Stefan looks at each project and reviews the complexity and nuances of the program and site to find creative solutions using simple and practical methods that deliver projects at the highest quality and on budget. He is currently managing the new museum design of the Museo Regional de Tarapacá in Chile, a housing development in Frankfurt, the urban development for the Central Deck and Arena and adjacent mixed-use in Tampere, Finland, as well as several ongoing commercial and cultural projects in Europe and Asia.
Stefan has previous experience working independently with renowned architects such as Tim Heide from Berlin and Salvador Pérez Arroyo from Madrid on projects like the Museo de la Ciencia en Cuenca before joining Studio Libeskind. He obtained a Diploma in Architecture from Technische Universität, Berlin in 1991. Stefan speaks German, and English and is proficient in Spanish.
Yama Karim
Yama Karim serves as a team leader on many of the Studio’s most complicated large-scale projects including the master plan and redevelopment of the former fairgrounds in Milan, CityLife, which is currently under construction; the World Trade Center masterplan; and Reflections and Corals residential developments in Singapore. He is leading the development of several high-rise towers including the Artery Tower in Vilnius, and the Baccarat Hotel in Dubai, as well as, the Albert Einstein Archives a cultural project in Israel.

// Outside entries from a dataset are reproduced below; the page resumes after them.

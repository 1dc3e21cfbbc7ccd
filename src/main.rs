use std::sync::Arc;
use tower_http::{cors::CorsLayer, trace::TraceLayer};
use tracing_subscriber::{layer::SubscriberExt, util::SubscriberInitExt};

mod cache;
mod config;
mod error;
mod routes;
mod service;
mod upstream;

use cache::{Clock, SystemClock};
use config::Config;
use routes::{create_router, AppState};
use service::{SunCache, SunService};
use upstream::{
    mock::{MockGeocoder, MockSunDataSource},
    nominatim::NominatimClient,
    sunrise_sunset::SunriseSunsetClient,
    Geocoder, SunDataSource,
};

#[tokio::main]
async fn main() -> anyhow::Result<()> {
    // Load environment variables from .env file
    dotenv::dotenv().ok();

    tracing_subscriber::registry()
        .with(
            tracing_subscriber::EnvFilter::try_from_default_env()
                .unwrap_or_else(|_| "sun_aggregator_server=debug,tower_http=debug".into()),
        )
        .with(tracing_subscriber::fmt::layer())
        .init();

    let config = Config::from_env()?;

    let (geocoder, sun_source): (Arc<dyn Geocoder>, Arc<dyn SunDataSource>) =
        if config.use_mock_upstream {
            tracing::warn!("USE_MOCK_UPSTREAM is set, serving generated data");
            (
                Arc::new(MockGeocoder::new()),
                Arc::new(MockSunDataSource::new()),
            )
        } else {
            (
                Arc::new(NominatimClient::new(&config)?),
                Arc::new(SunriseSunsetClient::new(&config)?),
            )
        };

    let clock: Arc<dyn Clock> = Arc::new(SystemClock);
    let cache = Arc::new(SunCache::new(config.cache_ttl_seconds, clock.clone()));
    tracing::info!("Result cache TTL is {}s", config.cache_ttl_seconds);

    let sun_service = Arc::new(SunService::new(cache, geocoder, sun_source, clock));

    let bind_addr = config.bind_addr.clone();
    let state = AppState {
        config: Arc::new(config),
        sun_service,
    };

    let app = create_router(state)
        .layer(TraceLayer::new_for_http())
        .layer(CorsLayer::permissive());

    let listener = tokio::net::TcpListener::bind(&bind_addr).await?;
    tracing::info!("Server starting on http://{}", bind_addr);

    axum::serve(listener, app).await?;

    Ok(())
}
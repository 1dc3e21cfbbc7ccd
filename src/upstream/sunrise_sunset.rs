use async_trait::async_trait;
use chrono::NaiveDate;
use reqwest::Client;
use std::time::Duration;

use super::types::{SunTimes, SunriseSunsetResponse};
use super::{build_http_client, get_json_with_retry, SunDataSource};
use crate::config::Config;
use crate::error::AppError;

/// Client for the sunrise-sunset.org JSON API.
pub struct SunriseSunsetClient {
    client: Client,
    url: String,
    retry_delay: Duration,
}

impl SunriseSunsetClient {
    pub fn new(config: &Config) -> Result<Self, AppError> {
        Ok(Self {
            client: build_http_client(config)?,
            url: format!("{}{}", config.sun_api_base_url, config.sun_api_path),
            retry_delay: Duration::from_millis(1000),
        })
    }
}

#[async_trait]
impl SunDataSource for SunriseSunsetClient {
    async fn day(&self, lat: &str, lon: &str, date: NaiveDate) -> Result<SunTimes, AppError> {
        let date = date.format("%Y-%m-%d").to_string();
        let response = get_json_with_retry(
            &self.client,
            &self.url,
            &[
                ("lat", lat),
                ("lng", lon),
                ("date", date.as_str()),
                ("formatted", "0"),
            ],
            self.retry_delay,
        )
        .await?;

        let envelope: SunriseSunsetResponse = serde_json::from_value(response)?;
        if envelope.status != "OK" {
            return Err(AppError::UpstreamApi(format!(
                "sunrise-sunset API returned status {} for {}",
                envelope.status, date
            )));
        }

        Ok(serde_json::from_value(envelope.results)?)
    }
}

Before joining Studio Libeskind’s New York office in 2003, Yama Karim had already collaborated with Daniel Libeskind for several years in the late 1990s in Berlin. He has brought extraordinary experience to the Studio, having served first as a senior designer at Polshek Partnership (now Ennead Architects) where he worked on the Brown Fine Arts Center at Smith College, Massachusetts, and the Sarah Lawrence College Monica A. and Charles A. Heimbold Jr. Visual Arts Center, New York, among others. He also worked at Reiser + Umemoto (RUR) in New York, where he served on the team for the Kaohsiung Port Terminal in Taiwan.
Yama has taught full-time at the Swiss Federal Institute of Technology in Zürich and as a visiting professor at Pratt Institute in Brooklyn. He graduated from Columbia University with a Master in Architecture in 1995 and from the University of California, Berkeley, with a Bachelor of Arts in Environmental Design in 1991. Yama speaks widely on architecture, design, sustainability, and urban planning. Yama speaks English and Farsi.